I spent the day tracing some really bad bugs. Here are some good 1972 quotes from Dijkstra, who recognized the danger of unmanaged software complexity that early.

“Finally, although the subject is not a pleasant one, I must mention PL/1, a programming language for which the defining documentation is of a frightening size and complexity. Using PL/1 must be like flying a plane with 7000 buttons, switches and handles to manipulate in the cockpit. I absolutely fail to see how we can keep our growing programs firmly within our intellectual grip when by its sheer baroqueness the programming language —our basic tool, mind you!— already escapes our intellectual control. And if I have to describe the influence PL/1 can have on its users, the closest metaphor that comes to my mind is that of a drug. I remember from a symposium on higher level programming language a lecture given in defense of PL/1 by a man who described himself as one of its devoted users. But within a one-hour lecture in praise of PL/1. he managed to ask for the addition of about fifty new “features”, little supposing that the main source of his problems could very well be that it contained already far too many “features”. The speaker displayed all the depressing symptoms of addiction, reduced as he was to the state of mental stagnation in which he could only ask for more, more, more… When FORTRAN has been called an infantile disorder, full PL/1, with its growth characteristics of a dangerous tumor, could turn out to be a fatal disease.”


I now suggest that we confine ourselves to the design and implementation of intellectually manageable programs.

[…] Argument one is that, as the programmer only needs to consider intellectually manageable programs, the alternatives he is choosing between are much, much easier to cope with.

Argument two is that, as soon as we have decided to restrict ourselves to the subset of the intellectually manageable programs, we have achieved, once and for all, a drastic reduction of the solution space to be considered.

[…] We all know that the only mental tool by means of which a very finite piece of reasoning can cover a myriad cases is called “abstraction”; as a result the effective exploitation of his powers of abstraction must be regarded as one of the most vital activities of a competent programmer. […] Of course I have tried to find a fundamental cause that would prevent our abstraction mechanisms from being sufficiently effective. But no matter how hard I tried, I did not find such a cause. As a result I tend to the assumption —up till now not disproved by experience— that by suitable application of our powers of abstraction, the intellectual effort needed to conceive or to understand a program need not grow more than proportional to program length.

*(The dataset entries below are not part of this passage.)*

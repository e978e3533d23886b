//! Canned prompts and screen copy

/// Sidebar shortcut that pre-fills the input
#[derive(Debug, Clone, Copy, PartialEq, Eq)]
pub struct QuickAction {
    pub label: &'static str,
    /// Inserted into the input as-is; may be an unfinished sentence
    pub prompt: &'static str,
    pub description: &'static str,
}

pub const QUICK_ACTIONS: &[QuickAction] = &[
    QuickAction {
        label: "Create Page",
        prompt: "Create a new page titled \"",
        description: "Create a new Notion page",
    },
    QuickAction {
        label: "Search Pages",
        prompt: "Search for pages about ",
        description: "Search your workspace",
    },
    QuickAction {
        label: "List Databases",
        prompt: "List all my databases in Notion",
        description: "View all databases",
    },
    QuickAction {
        label: "Get Page",
        prompt: "Get the content of the page titled \"",
        description: "Retrieve page details",
    },
    QuickAction {
        label: "Create Database",
        prompt: "Create a new database called \"",
        description: "Create a new database",
    },
    QuickAction {
        label: "Update Page",
        prompt: "Update the page titled \"",
        description: "Modify existing page",
    },
];

/// Submitted directly when picked
pub const SUGGESTIONS: &[&str] = &[
    "What can you help me with?",
    "List all my databases",
    "Search for project pages",
    "Create a new meeting notes page",
];

pub const PLACEHOLDER: &str = "Ask about your Notion workspace...";

pub const TAGLINE: &str = "Manage your Notion workspace with AI";

pub const WELCOME_TEXT: &str = "Your AI assistant for managing Notion workspaces. Create pages, \
search content, manage databases, and organize your workspace -- all through natural language.";

pub const NO_HISTORY: &str = "No conversations yet";

pub fn welcome_title(agent_name: &str) -> String {
    format!("Welcome to {}", agent_name)
}

/// Footer line under the input
pub fn capabilities(agent_name: &str) -> String {
    format!(
        "{} can create pages, search content, manage databases, and organize your workspace.",
        agent_name
    )
}

#[cfg(test)]
mod tests {
    use super::*;

    #[test]
    fn test_quick_actions_have_unique_labels() {
        let mut labels: Vec<_> = QUICK_ACTIONS.iter().map(|a| a.label).collect();
        labels.sort();
        labels.dedup();
        assert_eq!(labels.len(), QUICK_ACTIONS.len());
    }

    #[test]
    fn test_welcome_copy_uses_agent_name() {
        assert_eq!(welcome_title("Helper"), "Welcome to Helper");
        assert!(capabilities("Helper").starts_with("Helper can create pages"));
    }
}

[…] Up till now I have not mentioned the word “hierarchy”, but I think that it is fair to say that this is a key concept for all systems embodying a nicely factored solution. I could even go one step further and make an article of faith out of it, viz. that the only problems we can really solve in a satisfactory manner are those that finally admit a nicely factored solution. At first sight this view of human limitations may strike you as a rather depressing view of our predicament, but I don’t feel it that way, on the contrary! The best way to learn to live with our limitations is to know them. By the time that we are sufficiently modest to try factored solutions only, because the other efforts escape our intellectual grip, we shall do our utmost best to avoid all those interfaces impairing our ability to factor the system in a helpful way.

[…] Hierarchical systems seem to have the property that something considered as an undivided entity on one level, is considered as a composite object on the next lower level of greater detail; as a result the natural grain of space or time that is applicable at each level decreases by an order of magnitude when we shift our attention from one level to the next lower one. We understand walls in terms of bricks, bricks in terms of crystals, crystals in terms of molecules etc. As a result the number of levels that can be distinguished meaningfully in a hierarchical system is kind of proportional to the logarithm of the ratio between the largest and the smallest grain, and therefore, unless this ratio is very large, we cannot expect many levels. In computer programming our basic building block has an associated time grain of less than a microsecond, but our program may take hours of computation time. I do not know of any other technology covering a ratio of 1010 or more: the computer, by virtue of its fantastic speed, seems to be the first to provide us with an environment where highly hierarchical artefacts are both possible and necessary.